Непреложной закономерностью в формировании любой коалиции, и военной прежде всего, является обязательное наличие ее главного открытого или «закулисного» вдохновителя. Анализ событий на европейской арене, предшествующих развязыванию Первой мировой войны, однозначно свидетельствует о том, что таким вдохновителем создания антигерманской коалиции, если не предстоящей войны в целом, как считает ведущий отечественный исследователь Андрей Зайончковский и мнение которого ныне разделяют многие специалисты, была Великобритания.

Придерживаясь в конце XIX века формально декларируемой политики отказа от вступления в какие-либо европейские блоки (так называемая политика «блестящей изоляции»), Лондон в конце концов очутился перед выбором: либо быть сторонним наблюдателем ширившейся германской торгово-экономической и военной экспансии и в результате быть втянутым в неминуемые вооруженные разборки на вторых ролях, либо возглавить европейские силы, несогласные с таким курсом Берлина. Прагматичные британцы выбрали второе и, как свидетельствует история, не прогадали.

Пока у Лондона был целый ряд неразрешенных международных противоречий с Францией и особенно с Россией, он не мог взять на себя инициативу войны с Германией. Но в 1904 году, урегулировав все свои «недоразумения» с Францией, Великобритания заключила с ней неофициальный союз, объективно направленный против Германии. А в 1907 году Россия, потерпевшая поражение в войне с Японией, стала более уступчивой и пошла на сближение с Лондоном в вопросе о размежевании «влияния» в Средней Азии. Санкт-Петербург, перенеся центр своей внешней политики с Дальнего Востока на Балканский полуостров, неизбежно должен был столкнуться с австро-венгерскими, а значит, и с германскими интересами. В сентябре 1912 года британский министр иностранных дел Эдуард Грей в личной беседе заверил своего российского коллегу Сергея Сазонова в том, что, если между Россией и Германией возникнет война, «Британия употребит все усилия, чтобы нанести самый чувствительный удар германскому могуществу». В этой же беседе глава британского МИДа информировал Сазонова о том, что между Лондоном и Парижем достигнуто секретное соглашение, «в силу которого в случае войны с Германией Великобритания обязалась оказать Франции помощь не только на море, но и на суше путем высадки войск на материк». Таким образом, как бы ни складывалась кризисная ситуация в Европе, будь то на Балканах или вокруг вопроса о вступлении германских войск на территорию Бельгии, согласно тайным конвенциям Антанты, ее члены, повязанные Лондоном соответствующими обязательствами, с неизбежностью оказывались втянутыми в войну.

КОЛИЧЕСТВЕННОЕ РАСШИРЕНИЕ

Одной из закономерностей в развитии военно-политической коалиции является почти автоматическое стремление входящих в нее государств к количественному расширению в том числе, что желательно, и за счет членов противостоящего союза. Все это наглядно было продемонстрировано накануне и уже в ходе развернувшейся войны.

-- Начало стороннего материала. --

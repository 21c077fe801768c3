use crate::ui::app::App;
use crate::ui::events::{AppEvent, EventHandler};
use crate::ui::render::draw;
use crate::ui::terminal_guard::setup_terminal;
use statecraft::config::ConfigStore;
use statecraft::MainLoop;
use std::sync::mpsc::RecvTimeoutError;
use std::time::Duration;
use tokio::runtime::Handle;

pub fn run(config: ConfigStore, runtime: Handle) -> anyhow::Result<()> {
    let tick_rate = Duration::from_millis(config.get().sample.tick_rate_ms);
    let main_loop = MainLoop::new();
    let mut app = App::new(config, &main_loop, runtime)?;

    let (mut terminal, guard) = setup_terminal()?;
    let events = EventHandler::new(tick_rate);

    loop {
        main_loop.run_pending();
        terminal.draw(|frame| draw(frame, &app))?;
        if app.should_quit() {
            break;
        }

        match events.next(tick_rate) {
            Ok(AppEvent::Key(key)) => app.on_key(key),
            Ok(AppEvent::Tick) => app.on_tick(),
            // The next draw picks up the new size.
            Ok(AppEvent::Resize(cols, rows)) => tracing::trace!(cols, rows, "resized"),
            Err(RecvTimeoutError::Timeout) => {}
            Err(RecvTimeoutError::Disconnected) => break,
        }
    }

    app.shutdown();
    main_loop.run_pending();
    drop(events);
    drop(guard);
    Ok(())
}
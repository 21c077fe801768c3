//! Turning async sources into [`Async`] state transitions.
//!
//! A source is polled on a tokio runtime. Before it is polled, `Loading` is
//! submitted to the store; each produced value becomes `Success` and the
//! first error becomes `Fail` and ends the operation. Every transition goes
//! through the caller's reducer, so the store's ordering guarantees apply.

use std::future::{poll_fn, Future};
use std::sync::atomic::{AtomicBool, Ordering};
use std::sync::{Arc, OnceLock};

use futures_core::Stream;
use tokio::runtime::Handle;
use tokio::task::AbortHandle;

use crate::async_state::{Async, AsyncError, Metadata};
use crate::disposable::Disposable;
use crate::mvi::MviState;
use crate::store::StateStore;

/// Maps a raw source value to the value stored in state.
pub type Mapper<T, V> = Box<dyn Fn(T) -> V + Send + Sync + 'static>;

/// Derives success metadata from a raw source value.
pub type MetadataFn<T> = Box<dyn Fn(&T) -> Option<Metadata> + Send + Sync + 'static>;

type AsyncReducer<S, V> = Arc<dyn Fn(&S, Async<V>) -> S + Send + Sync + 'static>;

/// Cancellation handle for a running execution.
///
/// Cancelling stops further state updates from the operation. Updates that
/// were already applied stay applied.
#[derive(Debug, Clone)]
pub struct ExecutionHandle {
    inner: Arc<ExecutionInner>,
}

#[derive(Debug)]
struct ExecutionInner {
    abort: AbortHandle,
    cancelled: Arc<AtomicBool>,
}

impl ExecutionHandle {
    fn new(abort: AbortHandle, cancelled: Arc<AtomicBool>) -> Self {
        Self {
            inner: Arc::new(ExecutionInner { abort, cancelled }),
        }
    }

    pub fn cancel(&self) {
        self.inner.cancelled.store(true, Ordering::SeqCst);
        self.inner.abort.abort();
    }

    pub fn is_cancelled(&self) -> bool {
        self.inner.cancelled.load(Ordering::SeqCst)
    }

    /// The source completed, failed, or was cancelled.
    pub fn is_finished(&self) -> bool {
        self.inner.abort.is_finished()
    }
}

impl Disposable for ExecutionHandle {
    fn dispose(&self) {
        self.cancel();
    }

    /// Finished executions count as disposed so owning composites prune them.
    fn is_disposed(&self) -> bool {
        self.is_cancelled() || self.is_finished()
    }
}

/// Submits `Async` transitions for one execution.
struct Updater<S: MviState, V> {
    store: StateStore<S>,
    reducer: AsyncReducer<S, V>,
    cancelled: Arc<AtomicBool>,
}

impl<S, V> Updater<S, V>
where
    S: MviState,
    V: Clone + Send + Sync + 'static,
{
    /// Queue `value` for the worker. Cancellation is checked again when the
    /// reducer runs, so a cancel that lands while the reducer is still
    /// queued turns it into a no-op.
    fn push(&self, value: Async<V>) {
        if self.cancelled.load(Ordering::SeqCst) {
            return;
        }
        let reducer = Arc::clone(&self.reducer);
        let cancelled = Arc::clone(&self.cancelled);
        // Debug mode runs a reducer twice; both runs must agree.
        let skipped = OnceLock::new();
        self.store.set(move |state| {
            if *skipped.get_or_init(|| cancelled.load(Ordering::SeqCst)) {
                return state.clone();
            }
            reducer(state, value.clone())
        });
    }

    fn success<T>(&self, raw: T, mapper: &Mapper<T, V>, metadata: Option<&MetadataFn<T>>) {
        let metadata = metadata.and_then(|extract| extract(&raw));
        self.push(Async::Success {
            value: mapper(raw),
            metadata,
        });
    }

    fn fail(&self, error: anyhow::Error) {
        tracing::debug!(error = %error, "async source failed");
        self.push(Async::Fail {
            error: AsyncError::new(error),
            value: None,
        });
    }
}

/// Run a one-shot future.
pub(crate) fn spawn_future<S, T, V, E, Fut>(
    runtime: &Handle,
    store: StateStore<S>,
    future: Fut,
    mapper: Mapper<T, V>,
    metadata: Option<MetadataFn<T>>,
    reducer: AsyncReducer<S, V>,
) -> ExecutionHandle
where
    S: MviState,
    T: Send + 'static,
    V: Clone + Send + Sync + 'static,
    E: Into<anyhow::Error> + Send + 'static,
    Fut: Future<Output = Result<T, E>> + Send + 'static,
{
    let cancelled = Arc::new(AtomicBool::new(false));
    let updater = Updater {
        store,
        reducer,
        cancelled: Arc::clone(&cancelled),
    };
    updater.push(Async::loading());

    let task = runtime.spawn(async move {
        match future.await {
            Ok(raw) => updater.success(raw, &mapper, metadata.as_ref()),
            Err(error) => updater.fail(error.into()),
        }
    });

    ExecutionHandle::new(task.abort_handle(), cancelled)
}

/// Run a multi-value stream until it ends or yields an error.
pub(crate) fn spawn_stream<S, T, V, E, St>(
    runtime: &Handle,
    store: StateStore<S>,
    stream: St,
    mapper: Mapper<T, V>,
    metadata: Option<MetadataFn<T>>,
    reducer: AsyncReducer<S, V>,
) -> ExecutionHandle
where
    S: MviState,
    T: Send + 'static,
    V: Clone + Send + Sync + 'static,
    E: Into<anyhow::Error> + Send + 'static,
    St: Stream<Item = Result<T, E>> + Send + 'static,
{
    let cancelled = Arc::new(AtomicBool::new(false));
    let updater = Updater {
        store,
        reducer,
        cancelled: Arc::clone(&cancelled),
    };
    updater.push(Async::loading());

    let task = runtime.spawn(async move {
        let mut stream = Box::pin(stream);
        while let Some(item) = poll_fn(|cx| stream.as_mut().poll_next(cx)).await {
            match item {
                Ok(raw) => updater.success(raw, &mapper, metadata.as_ref()),
                Err(error) => {
                    updater.fail(error.into());
                    break;
                }
            }
        }
    });

    ExecutionHandle::new(task.abort_handle(), cancelled)
}
mod common;

use common::{settle_vm, Recorder, TestState};
use statecraft::{Disposable, Lifecycle, LifecycleState, MainLoop, ViewModel};
use std::time::Duration;

fn view_model() -> ViewModel<TestState, String> {
    ViewModel::new(TestState::default())
}

#[test]
fn messages_sent_before_subscribing_arrive_on_first_subscription() {
    let vm = view_model();
    vm.send_message("first".into());
    vm.send_message("second".into());

    let lifecycle = Lifecycle::with_state(LifecycleState::Created);
    let seen = Recorder::new();
    vm.subscribe_messages(Some(&lifecycle), seen.sink()).unwrap();
    assert!(seen.values().is_empty());

    lifecycle.move_to(LifecycleState::Started);
    assert_eq!(seen.values(), vec!["first".to_string(), "second".to_string()]);
}

#[test]
fn stopped_subscriber_gets_backlog_on_restart() {
    let vm = view_model();
    let lifecycle = Lifecycle::with_state(LifecycleState::Resumed);
    let seen = Recorder::new();
    vm.subscribe_messages(Some(&lifecycle), seen.sink()).unwrap();

    vm.send_message("live".into());
    lifecycle.move_to(LifecycleState::Created);
    vm.send_message("queued".into());
    assert_eq!(seen.values(), vec!["live".to_string()]);

    lifecycle.move_to(LifecycleState::Resumed);
    assert_eq!(seen.values(), vec!["live".to_string(), "queued".to_string()]);
}

#[test]
fn each_message_is_delivered_once() {
    let vm = view_model();
    let first = Recorder::new();
    vm.subscribe_messages(None, first.sink()).unwrap();
    vm.send_message("hello".into());

    let second = Recorder::new();
    vm.subscribe_messages(None, second.sink()).unwrap();
    assert_eq!(first.values(), vec!["hello".to_string()]);
    assert!(second.values().is_empty());
}

#[test]
fn destroyed_subscriber_receives_nothing_more() {
    let vm = view_model();
    let lifecycle = Lifecycle::with_state(LifecycleState::Resumed);
    let seen = Recorder::new();
    let sub = vm.subscribe_messages(Some(&lifecycle), seen.sink()).unwrap();

    lifecycle.move_to(LifecycleState::Destroyed);
    vm.send_message("late".into());
    assert!(sub.is_disposed());
    assert!(seen.values().is_empty());
}

#[test]
fn main_loop_delivery_waits_for_the_owning_thread() {
    let main_loop = MainLoop::new();
    let vm = ViewModel::<TestState, String>::builder(TestState::default())
        .dispatcher(main_loop.dispatcher())
        .build();
    let lifecycle = Lifecycle::with_state(LifecycleState::Resumed);

    let messages = Recorder::new();
    vm.subscribe_messages(Some(&lifecycle), messages.sink()).unwrap();
    let counts = Recorder::new();
    vm.select_subscribe(Some(&lifecycle), |s: &TestState| s.count, counts.sink())
        .unwrap();

    vm.send_message("toast".into());
    vm.set_state(|s| TestState { count: 3, ..s.clone() });
    settle_vm(&vm);
    assert!(messages.values().is_empty());
    assert!(counts.values().is_empty());

    main_loop.run_for(Duration::from_millis(100));
    assert_eq!(messages.values(), vec!["toast".to_string()]);
    assert_eq!(counts.values(), vec![0, 3]);
}

fn main_loop_view_model(main_loop: &MainLoop) -> ViewModel<TestState, String> {
    ViewModel::<TestState, String>::builder(TestState::default())
        .dispatcher(main_loop.dispatcher())
        .build()
}

#[test]
fn queued_message_waits_for_restart_when_owner_stops_before_drain() {
    let main_loop = MainLoop::new();
    let vm = main_loop_view_model(&main_loop);
    let lifecycle = Lifecycle::with_state(LifecycleState::Resumed);
    let messages = Recorder::new();
    vm.subscribe_messages(Some(&lifecycle), messages.sink()).unwrap();

    vm.send_message("toast".into());
    settle_vm(&vm);
    lifecycle.move_to(LifecycleState::Created);
    main_loop.run_pending();
    assert!(messages.values().is_empty());

    vm.send_message("snackbar".into());
    settle_vm(&vm);
    lifecycle.move_to(LifecycleState::Resumed);
    main_loop.run_pending();
    assert_eq!(
        messages.values(),
        vec!["toast".to_string(), "snackbar".to_string()]
    );
}

#[test]
fn queued_message_is_dropped_when_owner_is_destroyed_before_drain() {
    let main_loop = MainLoop::new();
    let vm = main_loop_view_model(&main_loop);
    let lifecycle = Lifecycle::with_state(LifecycleState::Resumed);
    let messages = Recorder::new();
    let sub = vm.subscribe_messages(Some(&lifecycle), messages.sink()).unwrap();
    let counts = Recorder::new();
    vm.select_subscribe(Some(&lifecycle), |s: &TestState| s.count, counts.sink())
        .unwrap();
    main_loop.run_pending();

    vm.send_message("toast".into());
    vm.set_state(|s| TestState { count: 1, ..s.clone() });
    settle_vm(&vm);
    lifecycle.move_to(LifecycleState::Destroyed);
    main_loop.run_pending();

    assert!(sub.is_disposed());
    assert!(messages.values().is_empty());
    assert_eq!(counts.values(), vec![0]);
}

Впрочем, вовлечение в свою коалицию новых членов зачастую наталкивается на изначально диаметрально противоположные позиции уже в нее, коалицию, входящих. Так было, например, с Турцией, центральное место которой в тогдашнем мусульманском мире вызывало острое желание Лондона опутать ее различными соглашениями и послевоенными обещаниями.

Прямо противоположной была позиция Санкт-Петербурга. Ему Турция была нужна вовсе не в роли союзницы, хотя бы самой смирной и послушной. Российскому руководству были нужны Константинополь и Проливы, а лучшим предлогом их занять была бы война с Турцией. Позиция России в данном вопросе взяла верх. Пожалуй, эта была единственная «победа», если ее так можно назвать, российской дипломатии за всю войну в противоборстве интересов внутри Антанты. Не без активной работы германской агентуры в октябре 1914 года Турция официально встала на сторону центральных, или «серединных», держав, как к этому времени окрестили германо-австро-венгерский военный союз.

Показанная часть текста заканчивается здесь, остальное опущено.